Liquefied natural gas (LNG) export capacity planned in times of booming demand and higher gas prices is still coming on-stream despite much less favourable market conditions now. Global capacity is forecast to rise by up to 18 bn cfd over the next five years: equivalent to about half the entire global LNG trade during 2015. Demand growth over that period is expected to be less than 5% a year, giving a projected increase of 9 bn cfd at most by 2020, which should keep LNG prices under downward pressure for much of the period.

Faced with this scenario, many gas producers are beginning to rethink their plans. A number of strategies are under consideration, including postponing or even cancelling some projects. Some producers have proposed the establishment of some sort of gas cartel on the lines of OPEC, while others look set to try and protect or even increase their sales by improving the terms on which they supply their gas, for example by offering more flexible arrangements on volumes and prices. In the end, though, there may be no other way of dealing with weak demand and rising supplies other than by cutting prices.

LNG Exports

Too many LNG projects

A number of projects are scheduled to come on-stream between 2016 and 2020. Many of these are accounted for by Australia, the US and Russia; but others have also been proposed for Africa, Latin America, Iran, Canada, Papua New Guinea and Indonesia. Some of these will end up being postponed: others are likely to be cancelled altogether as falling gas prices cause capital spending to be cut.

High on the list of new projects between now and the end of the decade is Australia with six, totalling 5.9 bn cfd of new capacity. The first of these is Chevron’s Gorgon project, off Western Australia, which exported its first cargo in March. Also due on-stream this year are additional export trains at two projects that began operating in 2015, at Gladstone and Australia Pacific in Queensland, while next year new terminals will be commissioned at Wheatstone, Prelude and Ichthys, serving fields off the western and northern coasts.

Australia: LNG Projects, 2016-2017
Project Capacity (bn cfd) On-stream
Gorgon 2.1 2016
Gladstone LNG 0.5 2016
Australia Pacific LNG 0.5 2016
Ichthys 1.2 2017
Prelude 0.5 2017
Wheatstone 1.2 2017
Total 5.9

The projects currently planned for Australia account for nearly a third of the projected global increase of 18 bn cfd in LNG export capacity between now and 2020, and almost two-thirds of the likely increase in actual demand. When added to the country’s existing capacity they will give Australia a total of 11.3 bn cfd by the end of the decade, which could enable it to overtake Qatar to become the world’s largest exporter of LNG.

The six projects above are not the only ones proposed for Australia. Among those that have been proposed are new terminals for existing field developments, as well as for new and yet undeveloped offshore reserves. Low gas prices and weak global demand have led to the postponement or cancellation of some of the projects and others are likely to encounter the same fate. Some projects now in operation are already running at a loss under present market conditions.

Australia’s LNG projects will have to find new markets.

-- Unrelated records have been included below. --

// 该文件是 Shanan （山南西风） 项目的一部分。
// src/model.rs - 模型运行时接口
//
// 本文件根据 Apache 许可证第 2.0 版（以下简称“许可证”）授权使用；
// 除非遵守该许可证条款，否则您不得使用本文件。
// 您可通过以下网址获取许可证副本：
// http://www.apache.org/licenses/LICENSE-2.0
// 除非适用法律要求或书面同意，根据本许可协议分发的软件均按“原样”提供，
// 不附带任何形式的明示或暗示的保证或条件。
// 有关许可权限与限制的具体条款，请参阅本许可协议。
//
// Copyright (C) 2026 Johann Li <me@qinka.pro>, Wareless Group

use std::path::PathBuf;

use image::RgbImage;
use thiserror::Error;
use url::Url;

pub const UNKNOWN_LABEL: &str = "unknown";

/// 目标检测运行时
///
/// 推理过程对调用方不透明：输入一张 RGB 图像和置信度阈值，
/// 输出按模型顺序排列的原始检测结果。运行时同时携带类别名称表，
/// 并负责按自己的风格绘制标注图像。
///
/// 运行时不保证可以被并发调用，调用方需要自行串行化。
pub trait ModelRuntime: Send {
  fn class_name(&self, class_id: u32) -> Option<&str>;

  /// 推理，只返回置信度不低于 `confidence` 的结果
  fn infer(&self, image: &RgbImage, confidence: f32) -> Result<DetectResult, ModelError>;

  /// 在图像副本上绘制检测结果
  fn plot(&self, image: &RgbImage, result: &DetectResult) -> RgbImage;

  fn label(&self, class_id: u32) -> &str {
    self.class_name(class_id).unwrap_or(UNKNOWN_LABEL)
  }
}

#[derive(Debug, Clone, PartialEq)]
pub struct DetectItem {
  pub class_id: u32,
  pub score: f32,
  pub bbox: [f32; 4], // [x_min, y_min, x_max, y_max]，原图像素坐标
}

#[derive(Debug, Clone, Default)]
pub struct DetectResult {
  pub items: Box<[DetectItem]>,
}

impl From<Vec<DetectItem>> for DetectResult {
  fn from(items: Vec<DetectItem>) -> Self {
    Self {
      items: items.into_boxed_slice(),
    }
  }
}

#[derive(Error, Debug)]
pub enum ModelError {
  #[error("模型加载错误: {0}")]
  ModelLoadError(#[from] std::io::Error),
  #[error("模型无效: {0}")]
  ModelInvalid(String),
  #[error("模型路径错误: {0}")]
  ModelPathError(String),
  #[error("字体加载错误: {0}")]
  FontError(#[from] ab_glyph::InvalidFont),
  #[error("推理错误: {0}")]
  InferenceError(String),
  #[error("模型后端 '{0}' 未启用，请启用对应的 feature 重新编译")]
  BackendDisabled(&'static str),
  #[cfg(feature = "model_yolo26")]
  #[error("RKNN 错误: {0}")]
  RknnError(rknpu::Error),
}

#[cfg(feature = "model_yolo26")]
impl From<rknpu::Error> for ModelError {
  fn from(err: rknpu::Error) -> Self {
    ModelError::RknnError(err)
  }
}

/// COCO 数据集类别名称
pub const COCO_CLASSES: [&str; 80] = [
  "person",
  "bicycle",
  "car",
  "motorcycle",
  "airplane",
  "bus",
  "train",
  "truck",
  "boat",
  "traffic light",
  "fire hydrant",
  "stop sign",
  "parking meter",
  "bench",
  "bird",
  "cat",
  "dog",
  "horse",
  "sheep",
  "cow",
  "elephant",
  "bear",
  "zebra",
  "giraffe",
  "backpack",
  "umbrella",
  "handbag",
  "tie",
  "suitcase",
  "frisbee",
  "skis",
  "snowboard",
  "sports ball",
  "kite",
  "baseball bat",
  "baseball glove",
  "skateboard",
  "surfboard",
  "tennis racket",
  "bottle",
  "wine glass",
  "cup",
  "fork",
  "knife",
  "spoon",
  "bowl",
  "banana",
  "apple",
  "sandwich",
  "orange",
  "broccoli",
  "carrot",
  "hot dog",
  "pizza",
  "donut",
  "cake",
  "chair",
  "couch",
  "potted plant",
  "bed",
  "dining table",
  "toilet",
  "tv",
  "laptop",
  "mouse",
  "remote",
  "keyboard",
  "cell phone",
  "microwave",
  "oven",
  "toaster",
  "sink",
  "refrigerator",
  "book",
  "clock",
  "vase",
  "scissors",
  "teddy bear",
  "hair drier",
  "toothbrush",
];

pub const YOLO26_SCHEME: &str = "yolo26";

/// 解析模型地址
///
/// 接受 `yolo26:///path/to/model.rknn` 形式的地址；不带方案的相对或绝对路径
/// 视为 YOLO26 模型文件。
pub fn parse_model_location(location: &str) -> Result<Url, ModelError> {
  match Url::parse(location) {
    Ok(url) => Ok(url),
    Err(url::ParseError::RelativeUrlWithoutBase) => {
      let path = std::path::absolute(location)?;
      Url::parse(&format!("{}://{}", YOLO26_SCHEME, path.display()))
        .map_err(|e| ModelError::ModelPathError(format!("{}: {}", location, e)))
    }
    Err(e) => Err(ModelError::ModelPathError(format!("{}: {}", location, e))),
  }
}

/// 模型地址中的文件路径（解码百分号转义）
pub fn model_file(url: &Url) -> PathBuf {
  match urlencoding::decode(url.path()) {
    Ok(path) => PathBuf::from(path.into_owned()),
    Err(_) => PathBuf::from(url.path()),
  }
}

/// 根据模型地址加载运行时
pub fn load_runtime(location: &str) -> Result<Box<dyn ModelRuntime>, ModelError> {
  let url = parse_model_location(location)?;
  match url.scheme() {
    YOLO26_SCHEME => build_yolo26(&url),
    other => Err(ModelError::ModelPathError(format!(
      "不支持的模型方案 '{}'，期望 '{}'",
      other, YOLO26_SCHEME
    ))),
  }
}

#[cfg(feature = "model_yolo26")]
fn build_yolo26(url: &Url) -> Result<Box<dyn ModelRuntime>, ModelError> {
  use crate::FromUrl;

  let model = Yolo26Builder::from_url(url)?.build()?;
  Ok(Box::new(model))
}

#[cfg(not(feature = "model_yolo26"))]
fn build_yolo26(url: &Url) -> Result<Box<dyn ModelRuntime>, ModelError> {
  tracing::error!("无法加载 {}: 未启用 model_yolo26", url);
  Err(ModelError::BackendDisabled("model_yolo26"))
}

#[cfg(feature = "model_yolo26")]
mod yolo26;
#[cfg(feature = "model_yolo26")]
pub use self::yolo26::{Yolo26, Yolo26Builder};

#[cfg(test)]
mod tests {
  use super::*;

  #[test]
  fn bare_path_resolves_to_yolo26_scheme() {
    let url = parse_model_location("models/yolo26n.rknn").unwrap();
    assert_eq!(url.scheme(), YOLO26_SCHEME);
    assert!(model_file(&url).ends_with("models/yolo26n.rknn"));
    assert!(model_file(&url).is_absolute());
  }

  #[test]
  fn explicit_url_is_kept() {
    let url = parse_model_location("yolo26:///opt/models/yolo26n.rknn").unwrap();
    assert_eq!(url.scheme(), "yolo26");
    assert_eq!(model_file(&url), PathBuf::from("/opt/models/yolo26n.rknn"));
  }

  #[test]
  fn escaped_path_is_decoded() {
    let url = parse_model_location("yolo26:///opt/my%20models/yolo26n.rknn").unwrap();
    assert_eq!(model_file(&url), PathBuf::from("/opt/my models/yolo26n.rknn"));
  }

  #[test]
  fn unknown_scheme_is_rejected() {
    let err = load_runtime("onnx:///opt/models/yolo.onnx").err().unwrap();
    assert!(matches!(err, ModelError::ModelPathError(_)));
  }

  #[cfg(not(feature = "model_yolo26"))]
  #[test]
  fn disabled_backend_is_reported() {
    let err = load_runtime("yolo26n.rknn").err().unwrap();
    assert!(matches!(err, ModelError::BackendDisabled("model_yolo26")));
  }

  #[test]
  fn coco_table_resolves_car() {
    assert_eq!(COCO_CLASSES[2], "car");
  }
}
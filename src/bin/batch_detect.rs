// 该文件是 Shanan （山南西风） 项目的一部分。
// src/bin/batch_detect.rs - 目录批量检测
//
// 本文件根据 Apache 许可证第 2.0 版（以下简称“许可证”）授权使用；
// 除非遵守该许可证条款，否则您不得使用本文件。
// 您可通过以下网址获取许可证副本：
// http://www.apache.org/licenses/LICENSE-2.0
// 除非适用法律要求或书面同意，根据本许可协议分发的软件均按“原样”提供，
// 不附带任何形式的明示或暗示的保证或条件。
// 有关许可权限与限制的具体条款，请参阅本许可协议。
//
// Copyright (C) 2026 Johann Li <me@qinka.pro>, Wareless Group

use std::path::PathBuf;
use std::sync::Arc;
use std::sync::atomic::{AtomicBool, Ordering};

use anyhow::{Context, Result};
use clap::Parser;
use tracing::{info, warn};

use shanan_detect::{
  batch::{BatchOptions, BatchPipeline, DEFAULT_BATCH_CONFIDENCE, parse_classes},
  config::{log_file_from_env, log_level_from_env, model_location_from_env, parse_confidence},
  logging,
  model::load_runtime,
  service::{DetectionService, DetectorOptions},
};

/// 批量检测目录中的图像，模型地址由环境变量 MODEL_PATH 指定
#[derive(Parser, Debug)]
#[command(author, version, about, long_about = None)]
pub struct Args {
  /// 输入图像目录
  #[arg(long, default_value = "custom_dataset", value_name = "DIR")]
  pub input: PathBuf,
  /// 输出目录，每次运行前清空
  #[arg(long, default_value = "static/batch_results", value_name = "DIR")]
  pub output: PathBuf,
  /// 只保留这些类别（逗号分隔），例如 "car,person"
  #[arg(long, value_name = "CLASSES")]
  pub classes: Option<String>,
  /// 置信度阈值 (0.0 - 1.0)
  #[arg(
    long,
    default_value_t = DEFAULT_BATCH_CONFIDENCE,
    value_parser = parse_confidence,
    value_name = "THRESHOLD"
  )]
  pub conf: f32,
}

fn main() -> Result<()> {
  dotenv::dotenv().ok();
  logging::init(&log_level_from_env(), Some(log_file_from_env().as_path()))?;

  let args = Args::parse();
  let model = model_location_from_env();
  info!("模型地址: {}", model);

  let runtime = load_runtime(&model).with_context(|| format!("无法加载模型 {}", model))?;
  let service = DetectionService::new(
    runtime,
    DetectorOptions {
      confidence: args.conf,
      verbose: false,
    },
  );

  let stop = Arc::new(AtomicBool::new(false));
  let flag = Arc::clone(&stop);
  ctrlc::set_handler(move || {
    warn!("收到中断信号，处理完当前图像后停止");
    flag.store(true, Ordering::SeqCst);
  })
  .context("无法设置 Ctrl-C 处理函数")?;

  let options = BatchOptions {
    input: args.input,
    output: args.output,
    confidence: args.conf,
    classes: parse_classes(args.classes.as_deref()),
  };
  let summary = BatchPipeline::new(&service, options)?
    .with_stop_flag(stop)
    .run()?;

  if summary.interrupted {
    warn!(
      "批处理被中断，已处理 {} / {} 张图像",
      summary.saved + summary.skipped + summary.failed,
      summary.found
    );
  }

  Ok(())
}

At present, Australian exporters are dependent on Japan for about 80% of their sales. There is little scope for any increase for Australia or any other LNG supplier, as Japanese imports have fallen since 2014 and are forecast to go on decreasing, as nuclear power stations are slowly brought back on-stream after their closure following the tsunami of March 2011, which damaged the reactor at Fukushima. There are also plans for more electricity generation from renewable sources, and there is even the possibility of an increase in the coal-burn [1]. There could therefore be a decrease of about 1 bn cfd in Japanese LNG demand between now and 2020.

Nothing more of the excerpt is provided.